Secretion of pro- and anti-inflammatory mediators in mesenteric lymph nodes of C. jejuni strain 81–176 and/or L. johnsonii reassociated secondary abiotic mice. Secondary abiotic mice were perorally infected with C. jejuni strain 81–176 (Cj) and associated with L. johnsonii (Lac) either 14 days before (prophylactic regimen, Proph; white squares) or 7 days thereafter (therapeutic regimen, Therap; black squares) and compared to mono-associated mice (+Lac, white circles; +Cj, black circles). (a) Nitric oxide and (b) IL-10 concentrations were determined in ex vivo biopsies derived from mesenteric lymph nodes (MLN) at days 21 or 28 following initial C. jejuni or L. johnsonii infection, respectively. Naive (N) mice (black diamonds) served as uninfected controls. Medians (black bars), level of significance (p-value) determined by one-way ANOVA test followed by Tukey post-correction test for multiple comparisons and numbers of analyzed animals (in parentheses) are indicated. Data were pooled from three independent experiments.

Figure 6

Secretion of pro- and anti-inflammatory mediators in livers of C. jejuni strain 81–176 and/or L. johnsonii reassociated secondary abiotic mice.
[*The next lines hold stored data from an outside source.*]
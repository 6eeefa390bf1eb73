//! Security configuration

use serde::{Deserialize, Serialize};

/// Authentication settings
#[derive(Debug, Clone, Serialize, Deserialize)]
pub struct SecurityConfig {
    /// Require a valid API key on every request
    ///
    /// When false, all requests run as the bootstrap application so tasks
    /// still have an owning app and a synthesizable access decision.
    #[serde(default)]
    pub require_auth: bool,
    /// Name of the application created at startup when none exists
    #[serde(default = "default_bootstrap_app")]
    pub bootstrap_app: String,
}

fn default_bootstrap_app() -> String {
    "default".to_string()
}

impl Default for SecurityConfig {
    fn default() -> Self {
        Self {
            require_auth: false,
            bootstrap_app: default_bootstrap_app(),
        }
    }
}
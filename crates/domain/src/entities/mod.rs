//! Entities - objects with identity and a lifecycle

mod application;
mod task;

pub use application::{ApiKey, Application};
pub use task::{DEFAULT_CHARSET, DEFAULT_ENCTYPE, NewTask, Task, TaskStatus};
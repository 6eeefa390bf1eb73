//! Health and readiness endpoints

use axum::{Json, extract::State};
use serde::Serialize;

use crate::error::ApiError;
use crate::state::AppState;

/// Liveness response
#[derive(Debug, Serialize)]
pub struct HealthResponse {
    pub status: &'static str,
    pub version: &'static str,
}

/// Readiness response
#[derive(Debug, Serialize)]
pub struct ReadinessResponse {
    pub status: &'static str,
    pub pending_tasks: u64,
}

/// `GET /health` -- process is up
pub async fn health_check() -> Json<HealthResponse> {
    Json(HealthResponse {
        status: "ok",
        version: env!("CARGO_PKG_VERSION"),
    })
}

/// `GET /ready` -- the store answers a roundtrip
pub async fn readiness_check(
    State(state): State<AppState>,
) -> Result<Json<ReadinessResponse>, ApiError> {
    let pending_tasks = state.task_store.count_pending().await?;
    Ok(Json(ReadinessResponse {
        status: "ready",
        pending_tasks,
    }))
}
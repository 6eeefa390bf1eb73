//! Database configuration

use std::path::Path;

use serde::{Deserialize, Serialize};

/// SQLite database settings
#[derive(Debug, Clone, Serialize, Deserialize)]
pub struct DatabaseConfig {
    /// Database URL (e.g., "sqlite:webhookq.db" or "sqlite::memory:")
    #[serde(default = "default_url")]
    pub url: String,
    /// Maximum number of connections in the pool
    #[serde(default = "default_max_connections")]
    pub max_connections: u32,
    /// Minimum number of connections to keep open
    #[serde(default = "default_min_connections")]
    pub min_connections: u32,
}

fn default_url() -> String {
    "sqlite:webhookq.db".to_string()
}

const fn default_max_connections() -> u32 {
    5
}

const fn default_min_connections() -> u32 {
    1
}

impl Default for DatabaseConfig {
    fn default() -> Self {
        Self {
            url: default_url(),
            max_connections: default_max_connections(),
            min_connections: default_min_connections(),
        }
    }
}

impl DatabaseConfig {
    /// An in-memory database for testing
    ///
    /// Pinned to a single connection: every in-memory connection would
    /// otherwise see its own empty database.
    #[must_use]
    pub fn in_memory() -> Self {
        Self {
            url: "sqlite::memory:".to_string(),
            max_connections: 1,
            min_connections: 1,
        }
    }

    /// A file-based database at the given path
    #[must_use]
    pub fn file(path: impl AsRef<Path>) -> Self {
        Self {
            url: format!("sqlite:{}", path.as_ref().display()),
            ..Default::default()
        }
    }
}
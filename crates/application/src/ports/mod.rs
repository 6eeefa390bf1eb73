//! Port definitions for application layer
//!
//! Ports are interfaces that define how the application interacts with
//! external systems. Adapters in the infrastructure layer implement these ports.

mod application_store;
mod broker;
mod task_store;
mod webhook;

pub use application_store::ApplicationStore;
#[cfg(test)]
pub use application_store::MockApplicationStore;
pub use broker::InstructionBroker;
#[cfg(test)]
pub use broker::MockInstructionBroker;
#[cfg(test)]
pub use task_store::MockTaskStore;
pub use task_store::{TaskChanges, TaskStore};
#[cfg(test)]
pub use webhook::MockWebhookPort;
pub use webhook::{DeliveryOutcome, WebhookPort, WebhookRequest};
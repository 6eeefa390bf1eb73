//! Task entity - a persisted webhook delivery job
//!
//! A task is created `pending` with a due date of "now", acquired by a
//! worker (which moves it to `in_progress` and bumps its retry count), and
//! finally completed, failed, or rescheduled back to `pending`. The retry
//! count only ever grows; `completed` and `failed` are terminal.

use std::collections::HashMap;

use chrono::{DateTime, Utc};
use serde::{Deserialize, Serialize};

use crate::value_objects::{AppId, TaskId};

/// Charset assumed when the enqueue request carries none
pub const DEFAULT_CHARSET: &str = "utf-8";

/// MIME type assumed when the enqueue request carries none
pub const DEFAULT_ENCTYPE: &str = "application/x-www-form-urlencoded";

/// Status of a task
#[derive(Debug, Clone, Copy, PartialEq, Eq, Hash, Serialize, Deserialize)]
#[serde(rename_all = "snake_case")]
pub enum TaskStatus {
    /// Waiting to be acquired by a worker
    Pending,
    /// A worker intends to deliver this attempt
    InProgress,
    /// Webhook accepted the delivery
    Completed,
    /// Delivery failed terminally (application error or retry ceiling)
    Failed,
}

impl TaskStatus {
    /// Check if this status is terminal (no further transitions)
    #[must_use]
    pub const fn is_terminal(&self) -> bool {
        matches!(self, Self::Completed | Self::Failed)
    }

    /// Check if this task can still be acquired or rescheduled
    #[must_use]
    pub const fn is_active(&self) -> bool {
        matches!(self, Self::Pending | Self::InProgress)
    }
}

impl std::fmt::Display for TaskStatus {
    fn fmt(&self, f: &mut std::fmt::Formatter<'_>) -> std::fmt::Result {
        match self {
            Self::Pending => write!(f, "pending"),
            Self::InProgress => write!(f, "in_progress"),
            Self::Completed => write!(f, "completed"),
            Self::Failed => write!(f, "failed"),
        }
    }
}

impl std::str::FromStr for TaskStatus {
    type Err = String;

    fn from_str(s: &str) -> Result<Self, Self::Err> {
        match s {
            "pending" => Ok(Self::Pending),
            "in_progress" => Ok(Self::InProgress),
            "completed" => Ok(Self::Completed),
            "failed" => Ok(Self::Failed),
            _ => Err(format!("Unknown status: {s}")),
        }
    }
}

/// A webhook delivery task
#[derive(Debug, Clone, Serialize, Deserialize)]
pub struct Task {
    /// Store-assigned identifier
    pub id: TaskId,
    /// Owning application (authorization scope)
    pub app_id: AppId,
    /// Absolute webhook URL, immutable after creation
    pub url: String,
    /// Request body captured verbatim at enqueue time
    pub body: Vec<u8>,
    /// Text encoding the body is declared in
    pub charset: String,
    /// MIME type without parameters
    pub enctype: String,
    /// Pass-through headers forwarded to the webhook
    pub headers: HashMap<String, String>,
    /// Per-attempt HTTP timeout in seconds
    pub timeout: u32,
    /// Current status
    pub status: TaskStatus,
    /// Number of acquisitions so far; never decreases
    pub retry_count: u32,
    /// Instant after which a pending task is eligible for acquisition
    pub due: DateTime<Utc>,
    /// When this task was created
    pub created_at: DateTime<Utc>,
    /// When this task was last updated
    pub updated_at: DateTime<Utc>,
}

impl Task {
    /// Render the Content-Type header sent to the webhook
    #[must_use]
    pub fn content_type(&self) -> String {
        format!("{}; charset={}", self.enctype, self.charset)
    }

    /// Check if this task is eligible for acquisition
    #[must_use]
    pub fn is_due(&self) -> bool {
        self.status.is_active() && Utc::now() >= self.due
    }
}

impl std::fmt::Display for Task {
    fn fmt(&self, f: &mut std::fmt::Formatter<'_>) -> std::fmt::Result {
        write!(
            f,
            "task {} -> {} ({}, retry {})",
            self.id, self.url, self.status, self.retry_count
        )
    }
}

/// Creation parameters for a task
///
/// The store assigns the id, initial status (`pending`), retry count (0),
/// due date (creation time) and timestamps.
#[derive(Debug, Clone)]
pub struct NewTask {
    /// Owning application
    pub app_id: AppId,
    /// Absolute webhook URL
    pub url: String,
    /// Request body captured verbatim
    pub body: Vec<u8>,
    /// Text encoding of the body
    pub charset: String,
    /// MIME type without parameters
    pub enctype: String,
    /// Pass-through headers
    pub headers: HashMap<String, String>,
    /// Per-attempt HTTP timeout in seconds
    pub timeout: u32,
}

impl NewTask {
    /// Create task parameters with default charset and enctype
    #[must_use]
    pub fn new(app_id: AppId, url: impl Into<String>, timeout: u32) -> Self {
        Self {
            app_id,
            url: url.into(),
            body: Vec::new(),
            charset: DEFAULT_CHARSET.to_string(),
            enctype: DEFAULT_ENCTYPE.to_string(),
            headers: HashMap::new(),
            timeout,
        }
    }

    /// Set the request body
    #[must_use]
    pub fn with_body(mut self, body: impl Into<Vec<u8>>) -> Self {
        self.body = body.into();
        self
    }

    /// Set the body charset
    #[must_use]
    pub fn with_charset(mut self, charset: impl Into<String>) -> Self {
        self.charset = charset.into();
        self
    }

    /// Set the MIME type
    #[must_use]
    pub fn with_enctype(mut self, enctype: impl Into<String>) -> Self {
        self.enctype = enctype.into();
        self
    }

    /// Set the pass-through headers
    #[must_use]
    pub fn with_headers(mut self, headers: HashMap<String, String>) -> Self {
        self.headers = headers;
        self
    }
}

#[cfg(test)]
mod tests {
    use super::*;

    fn sample_task(status: TaskStatus, due: DateTime<Utc>) -> Task {
        Task {
            id: TaskId::new(1),
            app_id: AppId::new(),
            url: "http://example.com/hook".to_string(),
            body: b"a=1".to_vec(),
            charset: DEFAULT_CHARSET.to_string(),
            enctype: DEFAULT_ENCTYPE.to_string(),
            headers: HashMap::new(),
            timeout: 20,
            status,
            retry_count: 0,
            due,
            created_at: Utc::now(),
            updated_at: Utc::now(),
        }
    }

    #[test]
    fn pending_and_in_progress_are_active() {
        assert!(TaskStatus::Pending.is_active());
        assert!(TaskStatus::InProgress.is_active());
        assert!(!TaskStatus::Completed.is_active());
        assert!(!TaskStatus::Failed.is_active());
    }

    #[test]
    fn completed_and_failed_are_terminal() {
        assert!(TaskStatus::Completed.is_terminal());
        assert!(TaskStatus::Failed.is_terminal());
        assert!(!TaskStatus::Pending.is_terminal());
        assert!(!TaskStatus::InProgress.is_terminal());
    }

    #[test]
    fn status_display_roundtrip() {
        for status in [
            TaskStatus::Pending,
            TaskStatus::InProgress,
            TaskStatus::Completed,
            TaskStatus::Failed,
        ] {
            let parsed: TaskStatus = status.to_string().parse().unwrap();
            assert_eq!(parsed, status);
        }
    }

    #[test]
    fn status_parse_rejects_unknown() {
        assert!("done".parse::<TaskStatus>().is_err());
    }

    #[test]
    fn content_type_combines_enctype_and_charset() {
        let task = sample_task(TaskStatus::Pending, Utc::now());
        assert_eq!(
            task.content_type(),
            "application/x-www-form-urlencoded; charset=utf-8"
        );
    }

    #[test]
    fn overdue_pending_task_is_due() {
        let task = sample_task(TaskStatus::Pending, Utc::now() - chrono::Duration::seconds(5));
        assert!(task.is_due());
    }

    #[test]
    fn future_task_is_not_due() {
        let task = sample_task(TaskStatus::Pending, Utc::now() + chrono::Duration::hours(1));
        assert!(!task.is_due());
    }

    #[test]
    fn terminal_task_is_never_due() {
        let task = sample_task(
            TaskStatus::Completed,
            Utc::now() - chrono::Duration::hours(1),
        );
        assert!(!task.is_due());
    }

    #[test]
    fn new_task_defaults() {
        let new_task = NewTask::new(AppId::new(), "http://example.com", 20);
        assert_eq!(new_task.charset, "utf-8");
        assert_eq!(new_task.enctype, "application/x-www-form-urlencoded");
        assert!(new_task.body.is_empty());
        assert!(new_task.headers.is_empty());
    }

    #[test]
    fn new_task_builder_methods() {
        let mut headers = HashMap::new();
        headers.insert("Token".to_string(), "abc".to_string());
        let new_task = NewTask::new(AppId::new(), "http://example.com", 20)
            .with_body(b"payload".to_vec())
            .with_charset("latin-1")
            .with_enctype("application/json")
            .with_headers(headers);
        assert_eq!(new_task.body, b"payload");
        assert_eq!(new_task.charset, "latin-1");
        assert_eq!(new_task.enctype, "application/json");
        assert_eq!(new_task.headers.get("Token").map(String::as_str), Some("abc"));
    }

    #[test]
    fn serialization_roundtrip() {
        let task = sample_task(TaskStatus::Pending, Utc::now());
        let json = serde_json::to_string(&task).unwrap();
        let deserialized: Task = serde_json::from_str(&json).unwrap();
        assert_eq!(deserialized.id, task.id);
        assert_eq!(deserialized.status, task.status);
        assert_eq!(deserialized.body, task.body);
    }
}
Secondary abiotic mice were perorally infected with C. jejuni strain 81–176 (Cj) and associated with L. johnsonii (Lac) either 14 days before (prophylactic regimen, Proph; white squares) or 7 days thereafter (therapeutic regimen, Therap; black squares) and compared to mono-associated mice (+Lac, white circles; +Cj, black circles). (a) TNF, (b) IL-6 and (c) IL-10 concentrations were determined in ex vivo biopsies derived from livers at days 21 or 28 following initial C. jejuni or L. johnsonii infection, respectively. Naive (N) mice (black diamonds) served as uninfected controls. Medians (black bars), levels of significance (p-value) determined by one-way ANOVA test followed by Tukey post-correction test for multiple comparisons and numbers of analyzed animals (in parentheses) are indicated. Data were pooled from three independent experiments.

Figure 7

Splenic secretion of pro- and anti-inflammatory mediators of C. jejuni strain 81–176 and/or L. johnsonii reassociated secondary abiotic mice. Secondary abiotic mice were perorally infected with C. jejuni strain 81–176 (Cj) and associated with L. johnsonii (Lac) either 14 days before (prophylactic regimen, Proph; white squares) or 7 days thereafter (therapeutic regimen, Therap; black squares) and compared to mono-associated mice (+Lac, white circles; +Cj, black circles). (a) TNF, (b) INF-γ, (c) MCP-1, (d) IL-6, and (e) IL-10 concentrations were determined in ex vivo biopsies derived from spleens at days 21 or 28 following initial C. jejuni or L. johnsonii infection, respectively. Naive (N) mice (black diamonds) served as uninfected controls. Medians (black bars), levels of significance (p-value) determined by one-way ANOVA test followed by Tukey post-correction test for multiple comparisons and numbers of analyzed animals (in parentheses) are indicated. Data were pooled from three independent experiments.

Figure 8

Pro-inflammatory cytokine secretion in serum of C. jejuni strain 81–176 and/or L. johnsonii reassociated secondary abiotic mice. Secondary abiotic mice were perorally infected with C. jejuni strain 81–176 (Cj) and associated with L. johnsonii (Lac) either 14 days before (prophylactic regimen, Proph; white squares) or 7 days thereafter (therapeutic regimen, Therap; black squares) and compared to mono-associated mice (+Lac, white circles; +Cj, black circles). (a) TNF, (b) MCP-1 and (c) IL-6 concentrations were determined in serum samples at days 21 or 28 following initial C. jejuni or L. johnsonii infection, respectively. Naive (N) mice (black diamonds) served as uninfected controls. Medians (black bars), levels of significance (p-value) determined by one-way ANOVA test followed by Tukey post-correction test for multiple comparisons and numbers of analyzed animals (in parentheses) are indicated. Data were pooled from three independent experiments.